▶ [EXERCISE PROMPT]
Go through the records below and report each line with "variance" in it.

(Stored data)
○ ○ ○

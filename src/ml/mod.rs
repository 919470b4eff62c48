//! Similarity model training and scoring.
//!
//! The model, its losses and optimizer are written directly against
//! `ndarray`; training writes checkpoints, a metrics log and curve plots
//! into a part's directory.

pub mod checkpoint;
pub mod dataset;
pub mod loss;
pub mod metrics;
pub mod metrics_log;
pub mod model;
pub mod optim;
pub mod plot;
pub mod scheduler;
pub mod train;

pub use checkpoint::{Checkpoint, CheckpointError};
pub use dataset::{DatasetError, Label, PairDataset};
pub use model::{ModelError, SimilarityModel, SimilarityWeights};
pub use optim::Adam;
pub use scheduler::{LrScheduler, ReduceOnPlateau};
pub use train::{EpochMetrics, FitOptions, TrainingError, TrainingLoop, TrainingReport, TrainingState};
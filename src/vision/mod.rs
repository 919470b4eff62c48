//! Image-side collaborators: preprocessing, feature extraction, region of
//! interest detection and augmentation.

pub mod augment;
pub mod bbox;
pub mod extractor;
pub mod preprocess;
pub mod roi;

pub use augment::{Augmenter, ImageAugmenter};
pub use bbox::BoundingBox;
pub use extractor::{DescriptorExtractor, ExtractError, FeatureExtractor, embed_frame, open_rgb};
pub use preprocess::{equalize_clahe, preprocess};
pub use roi::{BorderContrastDetector, RoiDetector};
use crate::config::PlateauSettings;

use super::optim::Adam;

/// Learning-rate schedule stepped once per epoch with the validation loss.
pub trait LrScheduler {
    fn step(&mut self, validation_loss: f32, optimizer: &mut Adam);
}

/// Multiplies the learning rate by `factor` once the validation loss has not
/// improved for more than `patience` epochs.
#[derive(Debug, Clone)]
pub struct ReduceOnPlateau {
    factor: f32,
    patience: usize,
    min_lr: f32,
    best: f32,
    stale_epochs: usize,
}

impl ReduceOnPlateau {
    pub fn new(factor: f32, patience: usize, min_lr: f32) -> Self {
        Self {
            factor,
            patience,
            min_lr,
            best: f32::INFINITY,
            stale_epochs: 0,
        }
    }
}

impl From<&PlateauSettings> for ReduceOnPlateau {
    fn from(settings: &PlateauSettings) -> Self {
        Self::new(settings.factor, settings.patience, settings.min_lr)
    }
}

impl LrScheduler for ReduceOnPlateau {
    fn step(&mut self, validation_loss: f32, optimizer: &mut Adam) {
        if validation_loss < self.best {
            self.best = validation_loss;
            self.stale_epochs = 0;
            return;
        }
        self.stale_epochs += 1;
        if self.stale_epochs > self.patience {
            let reduced = (optimizer.learning_rate() * self.factor).max(self.min_lr);
            if reduced < optimizer.learning_rate() {
                tracing::info!(
                    "Reducing learning rate {:.2e} -> {:.2e}",
                    optimizer.learning_rate(),
                    reduced
                );
                optimizer.set_learning_rate(reduced);
            }
            self.stale_epochs = 0;
        }
    }
}
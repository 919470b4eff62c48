use image::RgbImage;

use super::bbox::BoundingBox;

/// Locates the object of interest in a frame.
pub trait RoiDetector {
    /// Box in frame coordinates, or `None` when nothing stands out.
    fn detect(&self, frame: &RgbImage) -> Option<BoundingBox>;
}

/// Saliency box from colour contrast against the frame border.
///
/// The mean colour of a thin border band is taken as background. Pixels
/// whose distance from it exceeds the mean distance by `sigma` standard
/// deviations are foreground; the box spans the rows and columns holding
/// at least `line_fraction` of foreground pixels.
#[derive(Debug, Clone, Copy, PartialEq)]
pub struct BorderContrastDetector {
    pub border_fraction: f32,
    pub sigma: f32,
    pub line_fraction: f32,
    /// Boxes covering less of the frame than this are discarded.
    pub min_area_fraction: f32,
}

impl Default for BorderContrastDetector {
    fn default() -> Self {
        Self {
            border_fraction: 0.05,
            sigma: 1.0,
            line_fraction: 0.02,
            min_area_fraction: 0.005,
        }
    }
}

impl RoiDetector for BorderContrastDetector {
    fn detect(&self, frame: &RgbImage) -> Option<BoundingBox> {
        let (width, height) = frame.dimensions();
        if width < 3 || height < 3 {
            return None;
        }
        let band_x = ((width as f32 * self.border_fraction) as u32).max(1);
        let band_y = ((height as f32 * self.border_fraction) as u32).max(1);
        let in_border = |x: u32, y: u32| x < band_x || y < band_y || x >= width - band_x || y >= height - band_y;

        let mut sums = [0f64; 3];
        let mut count = 0f64;
        for (x, y, pixel) in frame.enumerate_pixels() {
            if in_border(x, y) {
                for (sum, &v) in sums.iter_mut().zip(pixel.0.iter()) {
                    *sum += f64::from(v);
                }
                count += 1.0;
            }
        }
        let background = sums.map(|sum| (sum / count.max(1.0)) as f32);

        let distances: Vec<f32> = frame
            .pixels()
            .map(|pixel| {
                pixel
                    .0
                    .iter()
                    .zip(background.iter())
                    .map(|(&v, &b)| (f32::from(v) - b).powi(2))
                    .sum::<f32>()
                    .sqrt()
            })
            .collect();
        let n = distances.len() as f32;
        let mean = distances.iter().sum::<f32>() / n;
        let variance = distances.iter().map(|d| (d - mean).powi(2)).sum::<f32>() / n;
        if variance <= f32::EPSILON {
            return None;
        }
        let threshold = mean + self.sigma * variance.sqrt();

        let mut column_hits = vec![0u32; width as usize];
        let mut row_hits = vec![0u32; height as usize];
        for (idx, &distance) in distances.iter().enumerate() {
            if distance > threshold {
                column_hits[idx % width as usize] += 1;
                row_hits[idx / width as usize] += 1;
            }
        }
        let min_column = ((height as f32 * self.line_fraction) as u32).max(1);
        let min_row = ((width as f32 * self.line_fraction) as u32).max(1);
        let (x1, x2) = extent(&column_hits, min_column)?;
        let (y1, y2) = extent(&row_hits, min_row)?;
        let bbox = BoundingBox::new(x1 as i32, y1 as i32, x2 as i32 + 1, y2 as i32 + 1);

        let frame_area = width as f32 * height as f32;
        if (bbox.area() as f32) < frame_area * self.min_area_fraction {
            return None;
        }
        Some(bbox)
    }
}

fn extent(hits: &[u32], min_hits: u32) -> Option<(usize, usize)> {
    let first = hits.iter().position(|&h| h >= min_hits)?;
    let last = hits.iter().rposition(|&h| h >= min_hits)?;
    Some((first, last))
}

#[cfg(test)]
mod tests {
    use super::*;
    use image::Rgb;

    fn frame_with_square() -> RgbImage {
        RgbImage::from_fn(120, 80, |x, y| {
            if (40..70).contains(&x) && (20..50).contains(&y) {
                Rgb([230, 40, 40])
            } else {
                Rgb([30, 30, 30])
            }
        })
    }

    #[test]
    fn finds_contrasting_object() {
        let bbox = BorderContrastDetector::default().detect(&frame_with_square()).unwrap();
        assert_eq!(bbox, BoundingBox::new(40, 20, 70, 50));
    }

    #[test]
    fn flat_frame_has_no_roi() {
        let frame = RgbImage::from_pixel(64, 64, Rgb([120, 120, 120]));
        assert_eq!(BorderContrastDetector::default().detect(&frame), None);
    }
}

○ ○ ○

▶ [EXPECTED ANSWER]
        let variance = distances.iter().map(|d| (d - mean).powi(2)).sum::<f32>() / n;
        if variance <= f32::EPSILON {
        let threshold = mean + self.sigma * variance.sqrt();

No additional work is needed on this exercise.